## Records for this exercise

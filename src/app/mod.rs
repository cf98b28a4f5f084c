// App layer: rendering and output of the gauge.

pub mod gauge;
pub mod page;
pub mod report;
pub mod sink;
use crate::core::keywords::KeywordMatcher;
use crate::domain::model::{PageOutcome, PageResult};
use crate::domain::ports::PostSource;
use crate::utils::error::Result;

/// Fetches one page and counts the titles that mention a keyword.
///
/// Titles beyond `page_size` are ignored so the count never exceeds the page.
pub async fn fetch_page<S>(
    source: &S,
    matcher: &KeywordMatcher,
    page: usize,
    page_size: usize,
) -> Result<PageResult>
where
    S: PostSource + ?Sized,
{
    let titles = source.fetch_titles(page).await?;
    let sample = &titles[..titles.len().min(page_size)];
    let match_count = matcher.count_matches(sample);

    tracing::debug!(
        "Page {}: {} of {} titles match",
        page,
        match_count,
        sample.len()
    );

    Ok(PageResult {
        page,
        match_count,
        title_count: sample.len(),
    })
}

/// Same as [`fetch_page`] but never fails: errors become [`PageOutcome::Failed`].
pub async fn fetch_outcome<S>(
    source: &S,
    matcher: &KeywordMatcher,
    page: usize,
    page_size: usize,
) -> PageOutcome
where
    S: PostSource + ?Sized,
{
    match fetch_page(source, matcher, page, page_size).await {
        Ok(result) => PageOutcome::Fetched(result),
        Err(e) => {
            tracing::warn!("⚠️ Page {} failed and will be excluded: {}", page, e);
            PageOutcome::Failed {
                page,
                reason: e.to_string(),
            }
        }
    }
}

#[cfg(test)]
mod tests {
    use super::*;
    use crate::domain::model::{BoundaryRule, KeywordSet};
    use crate::utils::error::HypeError;
    use async_trait::async_trait;

    struct FixedSource {
        titles: Vec<String>,
    }

    #[async_trait]
    impl PostSource for FixedSource {
        async fn fetch_titles(&self, page: usize) -> Result<Vec<String>> {
            if page == 99 {
                return Err(HypeError::HttpStatus { page, status: 500 });
            }
            Ok(self.titles.clone())
        }
    }

    fn matcher() -> KeywordMatcher {
        KeywordMatcher::new(&KeywordSet::default(), BoundaryRule::SpaceOrHyphen)
    }

    #[tokio::test]
    async fn test_fetch_page_counts_matches() {
        let source = FixedSource {
            titles: vec![
                "Show HN: GPT in a spreadsheet".to_string(),
                "Show HN: A lisp in 500 lines".to_string(),
                "Show HN: Prompt-based test runner".to_string(),
            ],
        };

        let result = fetch_page(&source, &matcher(), 2, 10).await.unwrap();
        assert_eq!(result.page, 2);
        assert_eq!(result.match_count, 2);
        assert_eq!(result.title_count, 3);
    }

    #[tokio::test]
    async fn test_fetch_page_truncates_to_page_size() {
        let source = FixedSource {
            titles: vec!["Show HN: AI thing".to_string(); 15],
        };

        let result = fetch_page(&source, &matcher(), 0, 10).await.unwrap();
        assert_eq!(result.match_count, 10);
        assert_eq!(result.title_count, 10);
    }

    #[tokio::test]
    async fn test_fetch_outcome_wraps_errors() {
        let source = FixedSource { titles: vec![] };
        let outcome = fetch_outcome(&source, &matcher(), 99, 10).await;
        match outcome {
            PageOutcome::Failed { page, reason } => {
                assert_eq!(page, 99);
                assert!(reason.contains("500"));
            }
            other => panic!("expected failure, got {:?}", other),
        }
    }
}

## Task statement
Transcribe the whole listing word for word.

## Problem solution
filename src/app/mod.rs
repository cf98b28a4f5f084c
// App layer: rendering and output of the gauge.

pub mod gauge;
pub mod page;
pub mod report;
pub mod sink;
use crate::core::keywords::KeywordMatcher;
use crate::domain::model::{PageOutcome, PageResult};
use crate::domain::ports::PostSource;
use crate::utils::error::Result;

/// Fetches one page and counts the titles that mention a keyword.
///
/// Titles beyond `page_size` are ignored so the count never exceeds the page.
pub async fn fetch_page<S>(
    source: &S,
    matcher: &KeywordMatcher,
    page: usize,
    page_size: usize,
) -> Result<PageResult>
where
    S: PostSource + ?Sized,
{
    let titles = source.fetch_titles(page).await?;
    let sample = &titles[..titles.len().min(page_size)];
    let match_count = matcher.count_matches(sample);

    tracing::debug!(
        "Page {}: {} of {} titles match",
        page,
        match_count,
        sample.len()
    );

    Ok(PageResult {
        page,
        match_count,
        title_count: sample.len(),
    })
}

/// Same as [`fetch_page`] but never fails: errors become [`PageOutcome::Failed`].
pub async fn fetch_outcome<S>(
    source: &S,
    matcher: &KeywordMatcher,
    page: usize,
    page_size: usize,
) -> PageOutcome
where
    S: PostSource + ?Sized,
{
    match fetch_page(source, matcher, page, page_size).await {
        Ok(result) => PageOutcome::Fetched(result),
        Err(e) => {
            tracing::warn!("⚠️ Page {} failed and will be excluded: {}", page, e);
            PageOutcome::Failed {
                page,
                reason: e.to_string(),
            }
        }
    }
}

#[cfg(test)]
mod tests {
    use super::*;
    use crate::domain::model::{BoundaryRule, KeywordSet};
    use crate::utils::error::HypeError;
    use async_trait::async_trait;

    struct FixedSource {
        titles: Vec<String>,
    }

    #[async_trait]
    impl PostSource for FixedSource {
        async fn fetch_titles(&self, page: usize) -> Result<Vec<String>> {
            if page == 99 {
                return Err(HypeError::HttpStatus { page, status: 500 });
            }
            Ok(self.titles.clone())
        }
    }

    fn matcher() -> KeywordMatcher {
        KeywordMatcher::new(&KeywordSet::default(), BoundaryRule::SpaceOrHyphen)
    }

    #[tokio::test]
    async fn test_fetch_page_counts_matches() {
        let source = FixedSource {
            titles: vec![
                "Show HN: GPT in a spreadsheet".to_string(),
                "Show HN: A lisp in 500 lines".to_string(),
                "Show HN: Prompt-based test runner".to_string(),
            ],
        };

        let result = fetch_page(&source, &matcher(), 2, 10).await.unwrap();
        assert_eq!(result.page, 2);
        assert_eq!(result.match_count, 2);
        assert_eq!(result.title_count, 3);
    }

    #[tokio::test]
    async fn test_fetch_page_truncates_to_page_size() {
        let source = FixedSource {
            titles: vec!["Show HN: AI thing".to_string(); 15],
        };

        let result = fetch_page(&source, &matcher(), 0, 10).await.unwrap();
        assert_eq!(result.match_count, 10);
        assert_eq!(result.title_count, 10);
    }

    #[tokio::test]
    async fn test_fetch_outcome_wraps_errors() {
        let source = FixedSource { titles: vec![] };
        let outcome = fetch_outcome(&source, &matcher(), 99, 10).await;
        match outcome {
            PageOutcome::Failed { page, reason } => {
                assert_eq!(page, 99);
                assert!(reason.contains("500"));
            }
            other => panic!("expected failure, got {:?}", other),
        }
    }
}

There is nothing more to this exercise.